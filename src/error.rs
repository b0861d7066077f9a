//! Errores tipados del núcleo de generación.
//!
//! Ojo: un cache miss o un cache corrupto NO son errores — degradan a
//! regeneración completa. La cancelación tampoco: viaja como flag en el
//! resultado para distinguirla de "cero programas".

use thiserror::Error;

#[derive(Debug, Error)]
pub enum ErrorGeneracion {
    /// Condición "cuantos" o filtro de días sin operador reconocido o con
    /// operando no numérico. Aborta la generación completa: aplicar el resto
    /// de los requisitos cambiaría silenciosamente qué programas son válidos.
    #[error("condición inválida: '{0}'")]
    CondicionInvalida(String),

    /// min_creditos > max_creditos. Error de programación del llamador;
    /// se rechaza antes de iniciar la búsqueda.
    #[error("rango de créditos inválido: min {min} > max {max}")]
    CreditosFueraDeRango { min: u32, max: u32 },

    /// Un requisito nombra un candidato que no existe en el catálogo.
    #[error("sección desconocida en el catálogo: '{0}'")]
    SeccionDesconocida(String),

    #[error("error de E/S: {0}")]
    Io(#[from] std::io::Error),

    /// Problema de formato en un archivo de entrada (excel o JSON).
    #[error("formato inválido: {0}")]
    Formato(String),
}

impl From<serde_json::Error> for ErrorGeneracion {
    fn from(e: serde_json::Error) -> Self {
        ErrorGeneracion::Formato(e.to_string())
    }
}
- - -
_Work required_
Determine how many lines in the records above have the string "programas". Only the number should be returned.

_Solution for this task_
2